Federico Jiménez Losantos

¿Cómo puede seguir libre Sánchez Manzano? ¿Cómo puede seguir de juez Juan del Olmo? ¿Cómo puede seguir de fiscal Olga Sánchez? ¿Cómo puede este Gobierno, nacido del 11-M, seguir ocultando los datos esenciales de la masacre?
Más de una vez hemos comenzado un artículo diciendo: "Las últimas revelaciones sobre el 11-M son de tal gravedad que nadie en el Gobierno ni en la oposición, en la clase política y los medios de comunicación, podrá mirar desde ahora a otro lado". Pensemos en la continua demolición del sumario, en la demostración en los medios de comunicación de que las pruebas fundamentales del sumario estaban escandalosamente manipuladas, desde la mochila de Vallecas hasta el Skoda Fabia pasando por la furgoneta de Alcalá. Pero pensemos también en quién ha llevado a cabo contra viento y marea el desenmascaramiento de tantas mentiras: al principio y siempre en primer lugar El Mundo; después, Libertad Digital, que a las aportaciones de Luis del Pino ha añadido el nacimiento de los Peones Negros, conciencia crítica de una sociedad que se niega a condonar la masacre como un accidente en nuestras biografías sentimentales, al modo gallardonesco. Y pensemos, además, en la miserable y pertinaz campaña que desde los medios prisoicos se lleva a cabo contra estos investigadores anónimos y contra la AVT desde que proclamó el "queremos saber la verdad sobre el 11-M" como una de sus banderas de movilización fundamentales. El Gobierno y sus secuaces parlamentarios o mediáticos han competido en vileza para dar por locos a los decentes. Así que no podemos tener mucha confianza en los resortes morales de los inmorales.

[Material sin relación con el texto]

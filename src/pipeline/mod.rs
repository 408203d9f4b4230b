//! Mount pipeline - wiring a root component to a concrete tree.
//!
//! [`mount`] validates the target, materializes the initial tree, and sets
//! up the per-mount scheduler that batches state changes into single
//! re-renders.

pub mod mount;

pub use mount::{MountCallback, MountHandle, SharedTree, mount};
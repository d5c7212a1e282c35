// SPDX-FileCopyrightText: © 2025 SignKit Contributors
//
// SPDX-License-Identifier: MPL-2.0

#![allow(clippy::unwrap_used, clippy::expect_used)]

mod common;

use std::time::Duration;

use common::{jpeg_frame, recv_json, send_frame, spawn_server, state_without_classifier,
    test_config};

#[tokio::test]
async fn excess_frames_get_the_rate_limit_error() {
    let mut config = test_config();
    config.detection.sequence_length = 30;
    config.rate_limit.max_frames = 3;
    config.rate_limit.window_s = 60.0;
    let (addr, server) = spawn_server(state_without_classifier(config)).await;
    let mut ws = common::connect(addr).await;
    let frame = jpeg_frame();

    for expected in 1..=3 {
        send_frame(&mut ws, &frame).await;
        let response = recv_json(&mut ws).await;
        assert_eq!(response["type"], "buffering");
        assert_eq!(response["frames_collected"], expected);
    }

    send_frame(&mut ws, &frame).await;
    let response = recv_json(&mut ws).await;
    assert_eq!(response["type"], "error");
    assert_eq!(response["message"], "Rate limit exceeded: max 3 frames per 60 seconds");

    server.abort();
}

#[tokio::test]
async fn rejected_frames_do_not_advance_the_counter() {
    let mut config = test_config();
    config.detection.sequence_length = 30;
    config.rate_limit.max_frames = 2;
    config.rate_limit.window_s = 60.0;
    let (addr, server) = spawn_server(state_without_classifier(config)).await;
    let mut ws = common::connect(addr).await;
    let frame = jpeg_frame();

    send_frame(&mut ws, &frame).await;
    recv_json(&mut ws).await;
    send_frame(&mut ws, &frame).await;
    let last_ok = recv_json(&mut ws).await;
    assert_eq!(last_ok["frames_collected"], 2);

    send_frame(&mut ws, &frame).await;
    let rejected = recv_json(&mut ws).await;
    assert_eq!(rejected["type"], "error");

    server.abort();
}

#[tokio::test]
async fn the_limiter_recovers_after_the_window() {
    let mut config = test_config();
    config.detection.sequence_length = 30;
    config.rate_limit.max_frames = 2;
    config.rate_limit.window_s = 1.0;
    let (addr, server) = spawn_server(state_without_classifier(config)).await;
    let mut ws = common::connect(addr).await;
    let frame = jpeg_frame();

    send_frame(&mut ws, &frame).await;
    recv_json(&mut ws).await;
    send_frame(&mut ws, &frame).await;
    recv_json(&mut ws).await;

    send_frame(&mut ws, &frame).await;
    let rejected = recv_json(&mut ws).await;
    assert_eq!(rejected["type"], "error");

    tokio::time::sleep(Duration::from_millis(1100)).await;

    send_frame(&mut ws, &frame).await;
    let response = recv_json(&mut ws).await;
    assert_eq!(response["type"], "buffering");
    assert_eq!(response["frames_collected"], 3);

    server.abort();
}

Sin embargo, lo que este domingo publicaba El Mundo es de una gravedad extrema: Manzano, ex jefe de los TEDAX, ese hombre digno de toda sospecha, confesó al juez Del Olmo que había perpetrado el delito (porque delito es o lo parece) de no enviar a la policía científica las muestras de los trenes con restos de explosivo para determinar cuál era éste y cómo estaba compuesto. En todo crimen la investigación parte del análisis del arma. Pues bien, Manzano dice que arrojó el arma al contenedor de la basura. Y el juez ni siquiera le pregunta por qué. Es más, ni siquiera incluye en el sumario un dato tan revelador. Peor aún: la fiscal, que pidió formalmente que el testimonio de la criminal negligencia de Manzano constase en él, pronunció en público aquella frase inolvidable: "En los trenes ha estallado Goma 2 ECO ¡y vale ya!" . Y ella sabía que no había ningún análisis científico, ninguna prueba de que fuera ese explosivo o cualquier otro, porque no hay análisis científico de los restos de los trenes y, por tanto, no hay pruebas de nada.
¿Cómo puede seguir libre Sánchez Manzano? ¿Cómo puede seguir de juez Juan del Olmo? ¿Cómo puede seguir de fiscal Olga Sánchez? ¿Cómo puede este Gobierno, nacido del 11-M, seguir ocultando los datos esenciales de la masacre pese a que cada vez se hace más sospechoso de participar en la burla a las víctimas del 11-M y a la Justicia? El policía ha tirado el arma del crimen a la alcantarilla. ¿Cómo pueden respirar tantos pechos de lata, tantos medios de latón, tanto desertor moral, tanto sepulcro blanqueado?